# WHAT NEEDS TO BE DONE
Scan the records below. List lines holding "text".

[Saved data entries]
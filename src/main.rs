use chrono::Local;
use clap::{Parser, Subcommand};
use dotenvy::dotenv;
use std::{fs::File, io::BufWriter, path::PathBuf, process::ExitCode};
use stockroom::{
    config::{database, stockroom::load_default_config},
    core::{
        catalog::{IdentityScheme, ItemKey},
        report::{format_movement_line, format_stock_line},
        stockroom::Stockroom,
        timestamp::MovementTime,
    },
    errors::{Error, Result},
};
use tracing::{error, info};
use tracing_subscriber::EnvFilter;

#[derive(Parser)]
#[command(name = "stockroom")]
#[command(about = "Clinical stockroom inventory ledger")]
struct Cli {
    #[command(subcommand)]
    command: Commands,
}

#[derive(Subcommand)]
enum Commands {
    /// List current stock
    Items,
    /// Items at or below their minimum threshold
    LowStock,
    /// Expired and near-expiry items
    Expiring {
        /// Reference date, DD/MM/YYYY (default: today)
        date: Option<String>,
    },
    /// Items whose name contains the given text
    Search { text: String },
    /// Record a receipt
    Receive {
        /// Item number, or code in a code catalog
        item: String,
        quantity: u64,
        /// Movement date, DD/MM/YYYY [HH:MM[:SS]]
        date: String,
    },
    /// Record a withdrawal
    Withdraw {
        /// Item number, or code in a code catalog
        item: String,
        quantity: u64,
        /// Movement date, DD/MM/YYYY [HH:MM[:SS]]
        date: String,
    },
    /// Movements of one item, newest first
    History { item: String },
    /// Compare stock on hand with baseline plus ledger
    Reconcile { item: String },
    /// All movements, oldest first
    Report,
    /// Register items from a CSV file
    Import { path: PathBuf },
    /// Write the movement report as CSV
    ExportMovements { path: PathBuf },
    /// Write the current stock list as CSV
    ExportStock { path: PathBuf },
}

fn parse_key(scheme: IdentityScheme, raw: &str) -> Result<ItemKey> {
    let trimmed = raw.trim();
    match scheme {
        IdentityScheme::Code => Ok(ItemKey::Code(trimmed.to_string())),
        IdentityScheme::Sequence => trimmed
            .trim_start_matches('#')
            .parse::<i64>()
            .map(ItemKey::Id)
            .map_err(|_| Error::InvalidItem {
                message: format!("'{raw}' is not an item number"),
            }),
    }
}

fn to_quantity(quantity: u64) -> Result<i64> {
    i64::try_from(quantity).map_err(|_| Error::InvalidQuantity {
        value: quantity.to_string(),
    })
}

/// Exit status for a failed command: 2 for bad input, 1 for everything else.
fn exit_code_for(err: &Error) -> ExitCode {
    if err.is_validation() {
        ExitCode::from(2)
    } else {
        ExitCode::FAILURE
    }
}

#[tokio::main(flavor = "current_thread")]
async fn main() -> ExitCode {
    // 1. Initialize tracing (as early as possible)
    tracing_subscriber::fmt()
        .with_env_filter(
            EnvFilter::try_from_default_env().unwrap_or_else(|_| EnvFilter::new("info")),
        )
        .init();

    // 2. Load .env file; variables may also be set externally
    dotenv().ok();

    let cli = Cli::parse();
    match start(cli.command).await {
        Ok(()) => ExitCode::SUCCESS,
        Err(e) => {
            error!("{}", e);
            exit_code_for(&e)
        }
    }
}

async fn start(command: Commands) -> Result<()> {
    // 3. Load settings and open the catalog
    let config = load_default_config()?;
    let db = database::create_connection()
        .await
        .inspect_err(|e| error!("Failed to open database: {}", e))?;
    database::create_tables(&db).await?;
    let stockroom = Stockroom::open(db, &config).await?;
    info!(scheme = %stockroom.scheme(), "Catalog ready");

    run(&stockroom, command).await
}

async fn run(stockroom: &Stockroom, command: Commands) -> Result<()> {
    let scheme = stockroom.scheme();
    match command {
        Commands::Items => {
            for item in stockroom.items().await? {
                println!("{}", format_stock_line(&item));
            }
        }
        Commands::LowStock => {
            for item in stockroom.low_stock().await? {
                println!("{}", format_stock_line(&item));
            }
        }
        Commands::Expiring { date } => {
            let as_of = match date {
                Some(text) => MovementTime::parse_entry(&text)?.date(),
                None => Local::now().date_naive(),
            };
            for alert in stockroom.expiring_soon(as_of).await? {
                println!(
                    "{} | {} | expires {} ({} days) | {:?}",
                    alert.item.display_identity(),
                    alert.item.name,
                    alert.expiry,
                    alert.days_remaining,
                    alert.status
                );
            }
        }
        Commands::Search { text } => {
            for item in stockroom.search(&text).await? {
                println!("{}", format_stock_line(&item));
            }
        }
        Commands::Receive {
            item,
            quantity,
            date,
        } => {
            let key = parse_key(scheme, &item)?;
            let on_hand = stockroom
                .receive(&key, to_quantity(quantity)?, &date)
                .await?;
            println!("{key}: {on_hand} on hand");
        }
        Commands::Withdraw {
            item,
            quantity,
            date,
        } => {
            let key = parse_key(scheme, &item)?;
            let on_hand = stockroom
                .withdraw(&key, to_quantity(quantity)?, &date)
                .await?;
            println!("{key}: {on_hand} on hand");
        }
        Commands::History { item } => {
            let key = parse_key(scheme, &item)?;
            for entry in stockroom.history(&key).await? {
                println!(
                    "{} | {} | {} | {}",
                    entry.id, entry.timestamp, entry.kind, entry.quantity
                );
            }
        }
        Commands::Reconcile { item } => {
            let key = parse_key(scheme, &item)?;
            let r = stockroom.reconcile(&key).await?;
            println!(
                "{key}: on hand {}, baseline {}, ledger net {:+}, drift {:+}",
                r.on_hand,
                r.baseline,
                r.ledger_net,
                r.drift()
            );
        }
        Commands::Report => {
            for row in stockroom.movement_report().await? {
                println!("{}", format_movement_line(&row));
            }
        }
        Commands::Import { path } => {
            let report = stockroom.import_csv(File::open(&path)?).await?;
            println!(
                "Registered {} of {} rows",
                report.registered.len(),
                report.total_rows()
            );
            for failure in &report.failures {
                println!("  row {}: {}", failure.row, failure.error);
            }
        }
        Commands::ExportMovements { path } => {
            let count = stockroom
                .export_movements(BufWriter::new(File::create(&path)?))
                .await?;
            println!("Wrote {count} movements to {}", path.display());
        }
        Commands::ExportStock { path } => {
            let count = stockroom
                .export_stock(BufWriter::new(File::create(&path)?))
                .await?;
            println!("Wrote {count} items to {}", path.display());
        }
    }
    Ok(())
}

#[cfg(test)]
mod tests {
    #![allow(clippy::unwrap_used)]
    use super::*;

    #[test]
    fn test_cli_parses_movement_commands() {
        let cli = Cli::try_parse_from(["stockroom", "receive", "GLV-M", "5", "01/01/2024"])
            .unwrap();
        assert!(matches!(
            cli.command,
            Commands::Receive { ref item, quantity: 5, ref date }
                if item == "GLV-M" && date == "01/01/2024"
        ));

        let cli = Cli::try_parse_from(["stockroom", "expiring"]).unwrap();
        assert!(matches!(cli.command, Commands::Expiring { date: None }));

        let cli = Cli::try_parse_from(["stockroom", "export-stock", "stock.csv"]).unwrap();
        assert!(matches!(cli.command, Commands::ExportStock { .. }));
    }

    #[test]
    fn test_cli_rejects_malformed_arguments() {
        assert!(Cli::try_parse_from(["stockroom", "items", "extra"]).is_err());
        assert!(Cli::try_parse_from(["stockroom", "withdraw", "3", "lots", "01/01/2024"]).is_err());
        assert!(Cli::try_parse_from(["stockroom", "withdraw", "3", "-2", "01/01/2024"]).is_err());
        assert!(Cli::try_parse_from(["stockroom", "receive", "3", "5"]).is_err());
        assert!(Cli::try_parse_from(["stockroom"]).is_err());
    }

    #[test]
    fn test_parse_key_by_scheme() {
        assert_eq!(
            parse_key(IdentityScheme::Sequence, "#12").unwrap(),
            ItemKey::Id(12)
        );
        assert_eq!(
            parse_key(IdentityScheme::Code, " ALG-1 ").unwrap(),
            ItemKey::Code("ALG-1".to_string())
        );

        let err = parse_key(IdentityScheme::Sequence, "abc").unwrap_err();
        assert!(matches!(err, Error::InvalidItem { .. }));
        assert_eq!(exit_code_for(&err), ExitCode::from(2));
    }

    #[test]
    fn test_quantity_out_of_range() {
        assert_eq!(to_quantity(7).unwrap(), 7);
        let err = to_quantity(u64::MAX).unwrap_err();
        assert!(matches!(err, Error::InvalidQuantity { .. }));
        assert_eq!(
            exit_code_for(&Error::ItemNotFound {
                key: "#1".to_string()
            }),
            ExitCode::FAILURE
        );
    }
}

# ANSWER BOX
    /// Items whose name contains the given text
    Search { text: String },
                Some(text) => MovementTime::parse_entry(&text)?.date(),
        Commands::Search { text } => {
            for item in stockroom.search(&text).await? {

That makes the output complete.